__YOUR OBJECTIVE__
Identify every line in the records below that contains the word "sqlx", and copy each of those lines.
[[ EXCERPTED DATA, beginning ]]
//! Error handling module for the portfolio backend.
//!
//! Provides centralized error types with mapping to HTTP status codes and response envelopes.

use axum::{
    http::StatusCode,
    response::{IntoResponse, Response},
    Json,
};
use serde::{Deserialize, Serialize};

/// Error codes as constants to avoid stringly-typed errors.
pub mod codes {
    pub const UNAUTHORIZED: &str = "UNAUTHORIZED";
    pub const NOT_FOUND: &str = "NOT_FOUND";
    pub const VALIDATION_ERROR: &str = "VALIDATION_ERROR";
    pub const STORE_UNAVAILABLE: &str = "STORE_UNAVAILABLE";
    pub const INTERNAL_ERROR: &str = "INTERNAL_ERROR";
}

/// Application error type.
#[derive(Debug)]
pub enum AppError {
    /// Admin key missing or wrong
    Unauthorized(String),
    /// Mutation or lookup target absent
    NotFound(String),
    /// Required field missing
    Validation(String),
    /// Backing store unreachable or failing
    StoreUnavailable(String),
    /// Internal server error
    Internal(String),
}

impl AppError {
    /// Get the HTTP status code for this error.
    pub fn status_code(&self) -> StatusCode {
        match self {
            AppError::Unauthorized(_) => StatusCode::UNAUTHORIZED,
            AppError::NotFound(_) => StatusCode::NOT_FOUND,
            AppError::Validation(_) => StatusCode::BAD_REQUEST,
            AppError::StoreUnavailable(_) => StatusCode::SERVICE_UNAVAILABLE,
            AppError::Internal(_) => StatusCode::INTERNAL_SERVER_ERROR,
        }
    }

    /// Get the error code for this error.
    pub fn error_code(&self) -> &'static str {
        match self {
            AppError::Unauthorized(_) => codes::UNAUTHORIZED,
            AppError::NotFound(_) => codes::NOT_FOUND,
            AppError::Validation(_) => codes::VALIDATION_ERROR,
            AppError::StoreUnavailable(_) => codes::STORE_UNAVAILABLE,
            AppError::Internal(_) => codes::INTERNAL_ERROR,
        }
    }

    /// Get the error message.
    pub fn message(&self) -> String {
        match self {
            AppError::Unauthorized(msg)
            | AppError::NotFound(msg)
            | AppError::Validation(msg)
            | AppError::StoreUnavailable(msg)
            | AppError::Internal(msg) => msg.clone(),
        }
    }

    pub fn is_not_found(&self) -> bool {
        matches!(self, AppError::NotFound(_))
    }
}

impl std::fmt::Display for AppError {
    fn fmt(&self, f: &mut std::fmt::Formatter<'_>) -> std::fmt::Result {
        write!(f, "{}: {}", self.error_code(), self.message())
    }
}

impl std::error::Error for AppError {}

impl From<sqlx::Error> for AppError {
    fn from(err: sqlx::Error) -> Self {
        tracing::error!("Store error: {:?}", err);
        AppError::StoreUnavailable(format!("Store error: {}", err))
    }
}

/// Error details in the response envelope.
#[derive(Debug, Serialize, Deserialize)]
pub struct ErrorDetails {
    pub code: String,
    pub message: String,
}

/// Error response envelope.
#[derive(Debug, Serialize, Deserialize)]
#[serde(rename_all = "camelCase")]
pub struct ErrorResponse {
    pub success: bool,
    pub error: ErrorDetails,
    pub revision_id: i64,
}

impl ErrorResponse {
    pub fn new(error: &AppError, revision_id: i64) -> Self {
        Self {
            success: false,
            error: ErrorDetails {
                code: error.error_code().to_string(),
                message: error.message(),
            },
            revision_id,
        }
    }
}

/// Wrapper type for errors that carry revision_id context.
#[derive(Debug)]
pub struct AppErrorWithRevision {
    pub error: AppError,
    pub revision_id: i64,
}

impl IntoResponse for AppErrorWithRevision {
    fn into_response(self) -> Response {
        let status = self.error.status_code();
        let body = ErrorResponse::new(&self.error, self.revision_id);
        (status, Json(body)).into_response()
    }
}

#[cfg(test)]
mod tests {
    use super::*;

    #[test]
    fn test_status_codes() {
        assert_eq!(
            AppError::NotFound("x".into()).status_code(),
            StatusCode::NOT_FOUND
        );
        assert_eq!(
            AppError::StoreUnavailable("x".into()).status_code(),
            StatusCode::SERVICE_UNAVAILABLE
        );
        assert_eq!(
            AppError::Validation("x".into()).status_code(),
            StatusCode::BAD_REQUEST
        );
    }

    #[test]
    fn test_error_response_envelope() {
        let err = AppError::NotFound("Service abc not found".to_string());
        let body = serde_json::to_value(ErrorResponse::new(&err, 7)).unwrap();

        assert_eq!(body["success"], false);
        assert_eq!(body["error"]["code"], "NOT_FOUND");
        assert_eq!(body["error"]["message"], "Service abc not found");
        assert_eq!(body["revisionId"], 7);
    }
}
[[ EXCERPTED DATA, end ]]
__RESULT OF THIS EXERCISE__
impl From<sqlx::Error> for AppError {
    fn from(err: sqlx::Error) -> Self {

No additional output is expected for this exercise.